**Task details**. In the entries below, find the line with "self.timeout.as_secs()" and the line with "first-seen order. Unrecognized"; give again those lines and every line between them, exactly.

Saved data entries:

◆ ◆ ◆ ◆ ◆ ◆ ◆

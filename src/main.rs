mod cli;
mod api;
mod pipeline;
mod scanner;
mod risk;
mod dashboard;
mod models;
mod errors;
mod utils;

use clap::Parser;
use tracing_subscriber::EnvFilter;

#[tokio::main]
async fn main() {
    let cli = cli::Cli::parse();

    // Initialize logging
    let log_level = match cli.verbose {
        0 => "info",
        1 => "debug",
        _ => "trace",
    };

    let filter = EnvFilter::try_from_default_env()
        .unwrap_or_else(|_| EnvFilter::new(log_level));

    tracing_subscriber::fmt()
        .with_env_filter(filter)
        .with_target(false)
        .with_ansi(!cli.no_color)
        .init();

    let result = match cli.command {
        cli::Commands::Scan(args) => cli::scan::handle_scan(args, cli.quiet).await,
        cli::Commands::Serve(args) => cli::serve::handle_serve(args).await,
    };

    match result {
        Ok(()) => {}
        Err(e) => {
            eprintln!("Error: {}", e);
            let exit_code = match &e {
                errors::VajraError::LaunchFailure(_) => 3,
                errors::VajraError::ScanTimeout(_) => 4,
                errors::VajraError::InvalidTarget(_) => 5,
                _ => 1,
            };
            std::process::exit(exit_code);
        }
    }
}
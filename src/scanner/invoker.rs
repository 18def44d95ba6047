use std::path::{Path, PathBuf};
use std::process::Stdio;
use std::time::Duration;

use async_trait::async_trait;
use tokio::process::Command;
use tokio_util::sync::CancellationToken;
use tracing::{debug, warn};

use crate::errors::VajraError;
use crate::utils::truncation::truncate_stderr;

/// Captured output of one scanner run. Stdout carries the findings document;
/// stderr is diagnostic only and is never fed to the parser.
#[derive(Debug, Clone)]
pub struct ScannerOutput {
    pub stdout: Vec<u8>,
    pub stderr: String,
    pub exit_code: i32,
}

impl ScannerOutput {
    pub fn success(&self) -> bool {
        self.exit_code == 0
    }
}

/// Narrow seam around the scanning engine so it can be swapped (external
/// process today, in-process library or remote service later) without
/// touching parsing, aggregation, or presentation.
#[async_trait]
pub trait Scanner: Send + Sync {
    /// Run the engine against one file. Exactly one terminal outcome per
    /// invocation: output (any exit code), timeout, launch failure, or
    /// cancellation.
    async fn invoke(&self, path: &Path, cancel: &CancellationToken)
        -> Result<ScannerOutput, VajraError>;
}

/// Invokes the scanning engine as a child process:
/// `<program> <file-path>`, findings JSON on stdout.
pub struct ExternalScanner {
    program: PathBuf,
    timeout: Duration,
}

impl ExternalScanner {
    pub fn new(program: impl Into<PathBuf>, timeout: Duration) -> Self {
        Self {
            program: program.into(),
            timeout,
        }
    }
}

#[async_trait]
impl Scanner for ExternalScanner {
    async fn invoke(
        &self,
        path: &Path,
        cancel: &CancellationToken,
    ) -> Result<ScannerOutput, VajraError> {
        debug!(program = %self.program.display(), file = %path.display(), "Spawning scanner");

        // kill_on_drop reaps the child if the output future is abandoned,
        // which is how both the timeout and the cancellation arms terminate it.
        let child = Command::new(&self.program)
            .arg(path)
            .stdin(Stdio::null())
            .stdout(Stdio::piped())
            .stderr(Stdio::piped())
            .kill_on_drop(true)
            .spawn()
            .map_err(|e| {
                VajraError::LaunchFailure(format!(
                    "failed to start {}: {}",
                    self.program.display(),
                    e
                ))
            })?;

        let output = tokio::select! {
            _ = cancel.cancelled() => {
                warn!(program = %self.program.display(), "Scan cancelled, killing scanner");
                return Err(VajraError::Cancelled);
            }
            collected = tokio::time::timeout(self.timeout, child.wait_with_output()) => {
                collected.map_err(|_| VajraError::ScanTimeout(format!(
                    "scanner exceeded {}s budget",
                    self.timeout.as_secs()
                )))?
                .map_err(|e| VajraError::Internal(format!("failed to collect scanner output: {}", e)))?
            }
        };

        let exit_code = output.status.code().unwrap_or(-1);
        let stderr = truncate_stderr(&String::from_utf8_lossy(&output.stderr));

        debug!(
            exit_code,
            stdout_bytes = output.stdout.len(),
            "Scanner exited"
        );

        Ok(ScannerOutput {
            stdout: output.stdout,
            stderr,
            exit_code,
        })
    }
}
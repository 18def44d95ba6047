pub mod orchestrator;

pub use orchestrator::{ScanOutcome, ScanPipeline};
use std::collections::HashMap;

use serde::{Deserialize, Serialize};
use super::finding::{Cloud, Severity};

/// Aggregated counts and score derived from one [`ScanResult`].
///
/// Recomputed from scratch on every scan; never updated in place. Both
/// histograms always carry every known enum key, zeroed when absent, so
/// consumers never need to treat a missing key as zero themselves.
///
/// [`ScanResult`]: super::scan_result::ScanResult
#[derive(Debug, Clone, PartialEq, Serialize, Deserialize)]
pub struct RiskSummary {
    pub total_count: usize,
    pub critical_count: usize,
    /// Health score in [0, 100]; higher is safer.
    pub score: u8,
    pub severity_histogram: HashMap<Severity, usize>,
    pub cloud_histogram: HashMap<Cloud, usize>,
    /// Distinct cloud labels observed, in first-seen order. Unrecognized
    /// labels are included here even though the histogram skips them.
    pub clouds_present: Vec<Cloud>,
}
use axum::{http::StatusCode, response::IntoResponse, Json};
use serde_json::json;
use crate::errors::VajraError;

impl IntoResponse for VajraError {
    fn into_response(self) -> axum::response::Response {
        let (status, message) = match &self {
            VajraError::InvalidTarget(_) => (StatusCode::BAD_REQUEST, self.to_string()),
            VajraError::ScanTimeout(_) => (StatusCode::GATEWAY_TIMEOUT, self.to_string()),
            VajraError::LaunchFailure(_)
            | VajraError::ScannerFailed { .. }
            | VajraError::MalformedOutput(_) => (StatusCode::BAD_GATEWAY, self.to_string()),
            _ => (StatusCode::INTERNAL_SERVER_ERROR, self.to_string()),
        };

        (status, Json(json!({"error": message}))).into_response()
    }
}
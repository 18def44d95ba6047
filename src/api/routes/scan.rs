use std::path::PathBuf;

use axum::extract::{Multipart, State};
use axum::Json;
use tracing::warn;
use uuid::Uuid;

use crate::api::AppState;
use crate::dashboard::ViewModel;
use crate::errors::VajraError;
use crate::models::ScanResult;
use crate::pipeline::ScanOutcome;

/// Upload form field carrying the IaC file. Fixed by the existing frontend.
const UPLOAD_FIELD: &str = "tfFile";

/// Legacy scan endpoint. Responds with the bare ordered finding list; the
/// existing consumer expects the raw array, not an envelope.
pub async fn scan_upload(
    State(state): State<AppState>,
    multipart: Multipart,
) -> Result<Json<ScanResult>, VajraError> {
    let outcome = run_upload_scan(&state, multipart).await?;
    Ok(Json(outcome.result))
}

/// Consolidated scan endpoint. Responds with the full dashboard view model
/// so the rendering layer only swaps it in.
pub async fn scan_dashboard(
    State(state): State<AppState>,
    multipart: Multipart,
) -> Result<Json<ViewModel>, VajraError> {
    let outcome = run_upload_scan(&state, multipart).await?;
    Ok(Json(outcome.view))
}

/// Persist the uploaded file, run the pipeline under an admission permit,
/// and remove the file on every exit path.
async fn run_upload_scan(
    state: &AppState,
    multipart: Multipart,
) -> Result<ScanOutcome, VajraError> {
    let upload_path = save_upload(state, multipart).await?;

    let permit = state
        .scan_permits
        .clone()
        .acquire_owned()
        .await
        .map_err(|_| VajraError::Internal("scan queue closed".into()))?;

    let cancel = state.cancel.child_token();
    let outcome = state.pipeline.run(&upload_path, &cancel).await;
    drop(permit);

    if let Err(e) = tokio::fs::remove_file(&upload_path).await {
        warn!(file = %upload_path.display(), error = %e, "Failed to remove uploaded file");
    }

    outcome
}

/// Pull the IaC file out of the multipart body and write it under the
/// upload directory with a fresh uuid name.
async fn save_upload(state: &AppState, mut multipart: Multipart) -> Result<PathBuf, VajraError> {
    while let Some(field) = multipart
        .next_field()
        .await
        .map_err(|e| VajraError::InvalidTarget(format!("invalid multipart body: {}", e)))?
    {
        if field.name() != Some(UPLOAD_FIELD) {
            continue;
        }
        let bytes = field
            .bytes()
            .await
            .map_err(|e| VajraError::InvalidTarget(format!("failed to read upload: {}", e)))?;

        let upload_path = state.upload_dir.join(format!("{}.tf", Uuid::new_v4()));
        tokio::fs::write(&upload_path, &bytes).await?;
        return Ok(upload_path);
    }

    Err(VajraError::InvalidTarget("no file uploaded".into()))
}
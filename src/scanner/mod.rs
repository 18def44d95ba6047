pub mod invoker;
pub mod parser;

pub use invoker::{ExternalScanner, Scanner, ScannerOutput};
pub use parser::parse_findings;
use std::sync::Arc;
use std::time::Duration;

use tracing::info;

use crate::api;
use crate::cli::commands::ServeArgs;
use crate::errors::VajraError;
use crate::scanner::ExternalScanner;

pub async fn handle_serve(args: ServeArgs) -> Result<(), VajraError> {
    info!(host = %args.host, port = args.port, scanner = %args.scanner, "Starting scan server");

    let scanner = Arc::new(ExternalScanner::new(
        &args.scanner,
        Duration::from_secs(args.timeout),
    ));
    let state = api::create_app_state(scanner, args.upload_dir.into(), args.workers).await?;

    // Shutdown cancels in-flight scans, which kills their child processes.
    let cancel = state.cancel.clone();
    tokio::spawn(async move {
        if tokio::signal::ctrl_c().await.is_ok() {
            info!("Shutdown requested");
            cancel.cancel();
        }
    });

    let shutdown = state.cancel.clone();
    let app = api::build_router(state);

    let addr = format!("{}:{}", args.host, args.port);
    let listener = tokio::net::TcpListener::bind(&addr).await?;
    info!("Listening on {}", addr);

    axum::serve(listener, app)
        .with_graceful_shutdown(async move { shutdown.cancelled().await })
        .await
        .map_err(|e| VajraError::Internal(format!("Server error: {}", e)))?;

    Ok(())
}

◆ ◆ ◆ ◆ ◆ ◆ ◆

**Answer space**.
                    self.timeout.as_secs()
                )))?
                .map_err(|e| VajraError::Internal(format!("failed to collect scanner output: {}", e)))?
            }
        };

        let exit_code = output.status.code().unwrap_or(-1);
        let stderr = truncate_stderr(&String::from_utf8_lossy(&output.stderr));

        debug!(
            exit_code,
            stdout_bytes = output.stdout.len(),
            "Scanner exited"
        );

        Ok(ScannerOutput {
            stdout: output.stdout,
            stderr,
            exit_code,
        })
    }
}
repository 18def44d95ba6047
pub mod orchestrator;

pub use orchestrator::{ScanOutcome, ScanPipeline};
use std::collections::HashMap;

use serde::{Deserialize, Serialize};
use super::finding::{Cloud, Severity};

/// Aggregated counts and score derived from one [`ScanResult`].
///
/// Recomputed from scratch on every scan; never updated in place. Both
/// histograms always carry every known enum key, zeroed when absent, so
/// consumers never need to treat a missing key as zero themselves.
///
/// [`ScanResult`]: super::scan_result::ScanResult
#[derive(Debug, Clone, PartialEq, Serialize, Deserialize)]
pub struct RiskSummary {
    pub total_count: usize,
    pub critical_count: usize,
    /// Health score in [0, 100]; higher is safer.
    pub score: u8,
    pub severity_histogram: HashMap<Severity, usize>,
    pub cloud_histogram: HashMap<Cloud, usize>,
    /// Distinct cloud labels observed, in first-seen order. Unrecognized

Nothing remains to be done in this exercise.